I mean plain old current account business banking. A bank would open an account for our little start-up in London, but as soon as it realized that we were tangentially involved in the cryptosphere, a letter would arrive announcing the closure of the account. After the third repetition of this sequence of events, and after uncountable rejected applications from other banks, we gave up trying to get a U.K. bank account and settled for one in Lithuania, that was both clunky and expensive.  

The real significance of the collapse of SVB last Friday is therefore not just that thousands of small tech start-ups lost a portion of their deposits, it is that they lost their access to banking services. To put it bluntly, if your bank closes its doors, how do you pay your employees at the end of the month? How do you pay your credit card or utility bills? 

Newspapers over the weekend were full of stories of tech CEOs scrambling to find banks willing to open accounts for them and to find other firms willing to lend them emergency cash to meet payroll this month. Lots of favors are being asked of friends and colleagues. Some will succeed, but many will not.  

If the US Government were capable of acting quickly, it would open an emergency line of credit for customers of SVB to keep these small tech firms alive in the short term in order to save the 100,000 or so jobs they represent, as well as the many millions of dollars of tech investment in them.  

What the Fed has done instead, according to The New York Times, is to say that depositors would be paid back in full and that it will “set up an emergency lending program, with approval from the Treasury, to funnel funding to eligible banks and help ensure that they are able to ‘meet the needs of all their depositors.’” This isn’t quite the same, but the quick efforts are an attempt to stave off panic. 

Perhaps a mainstream lender can be encouraged to take over SVB and reopen its doors? But if the Government and Federal Reserve cannot act quickly enough, or choose not to, what then? 

The last time thousands of small businesses went bankrupt in a short period of time was in the dot.com crash of 2001, and it had a profound effect on the coworking industry. Business centers, which is what we called coworking centers in those days, had been the location of choice for internet start-ups all over the world.  

The young entrepreneurs appreciated the ease, convenience, and flexibility of serviced space compared to the tediously slow process of dealing with conservative conventional landlords. So in the run up to the millennium, business centers had filled up with these start-up clients — so much so that the whole flexible space sector was seen by many as existing to serve start-ups.  

That perception was never accurate, but nevertheless, dot.com companies did represent a material percentage of clients in many centers to the extent that when the easy money taps were turned off in late 2000, and those companies ran out of cash, the impact on business center occupancy was immediate and severe.  

Older readers may well remember that what is now IWG’s Regus USA went bankrupt in 2001 and had to be rescued by a cash injection from its British parent, the latter raising the money to do so, by selling a portion of itself to a private equity firm. 

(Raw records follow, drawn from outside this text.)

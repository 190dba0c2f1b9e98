use serde::{Deserialize, Serialize};

use super::PagerError;

/// Paging state of a list already split into pages.
#[derive(Debug, Clone, Copy, PartialEq, Eq, Serialize, Deserialize)]
#[serde(try_from = "RawPagingState")]
pub struct PagingState {
    total_item_count: i64,
    page_size: i64,
    current_page_index: i64,
}

/// Unvalidated shape accepted from templates and query strings.
#[derive(Deserialize)]
struct RawPagingState {
    total_item_count: i64,
    page_size: i64,
    #[serde(default = "first_page")]
    current_page_index: i64,
}

fn first_page() -> i64 {
    1
}

impl TryFrom<RawPagingState> for PagingState {
    type Error = PagerError;

    fn try_from(raw: RawPagingState) -> Result<Self, Self::Error> {
        Self::new(raw.total_item_count, raw.page_size, raw.current_page_index)
    }
}

impl PagingState {
    /// Validate a paging model. A page index below 1 is treated as page 1.
    pub fn new(
        total_item_count: i64,
        page_size: i64,
        current_page_index: i64,
    ) -> Result<Self, PagerError> {
        if total_item_count < 0 {
            return Err(PagerError::NegativeItemCount(total_item_count));
        }
        if page_size <= 0 {
            return Err(PagerError::InvalidPageSize(page_size));
        }
        Ok(Self {
            total_item_count,
            page_size,
            current_page_index: current_page_index.max(1),
        })
    }

    pub fn total_item_count(&self) -> i64 {
        self.total_item_count
    }

    pub fn page_size(&self) -> i64 {
        self.page_size
    }

    pub fn current_page_index(&self) -> i64 {
        self.current_page_index
    }

    /// `ceil(total_item_count / page_size)`, never less than 1.
    pub fn total_pages(&self) -> i64 {
        let full = self.total_item_count / self.page_size;
        let partial = i64::from(self.total_item_count % self.page_size != 0);
        (full + partial).max(1)
    }
}

/// One page of items together with its paging state.
#[derive(Debug, Clone, Serialize)]
pub struct PagedList<T> {
    pub items: Vec<T>,
    pub paging: PagingState,
}

impl<T> PagedList<T> {
    /// Slice `items` to page `page_index` (1-based) of `page_size` entries.
    /// An index past the end yields an empty page; the pager clamps it when rendering.
    pub fn from_items(items: Vec<T>, page_index: i64, page_size: i64) -> Result<Self, PagerError> {
        let paging = PagingState::new(items.len() as i64, page_size, page_index)?;
        let skip = (paging.current_page_index() - 1).saturating_mul(page_size);
        let items = items
            .into_iter()
            .skip(usize::try_from(skip).unwrap_or(usize::MAX))
            .take(page_size as usize)
            .collect();
        Ok(Self { items, paging })
    }

    pub fn paging(&self) -> &PagingState {
        &self.paging
    }
}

Could the same happen again? As I see the industry, it could, but not in the same way. Today’s coworking center clients are a much more diverse mixture of businesses than they were 22 years ago, so today’s coworking companies are not as badly exposed as Regus was at that time.  

IWG, Regus’ holding company, is much bigger than it was then, and its operations are spread over a much wider area so there is less concentration of risk. Having said that, any operator with significant space in California, particularly in the Bay Area, is bound to be adversely affected if the Federal Reserve fails to prevent a disorderly winding up of SVB.  

Some London operations may also be affected as SVB UK was put into resolution by the Bank of England on Friday as well, acting in coordination with the Fed.  

Coworking companies that are weak for other reasons may also be pushed over the edge by any significant downturn in occupancy. Mentioning no names, but WeWork would seem to be an obvious short as a result.  

Away from California, coworking companies with few small tech company clients are unlikely to be affected by these events to any great degree. The industry as a whole is much bigger and stronger than it was in 2001, and today’s problems are unlikely to be more than blip in the long-term structural growth trend of coworking, but for those centers that are full of tech clients, life is going to be more interesting than usual for the next few weeks. Overall, we have to wait and see the impacts of what the Fed chooses to do. We will not have to wait long.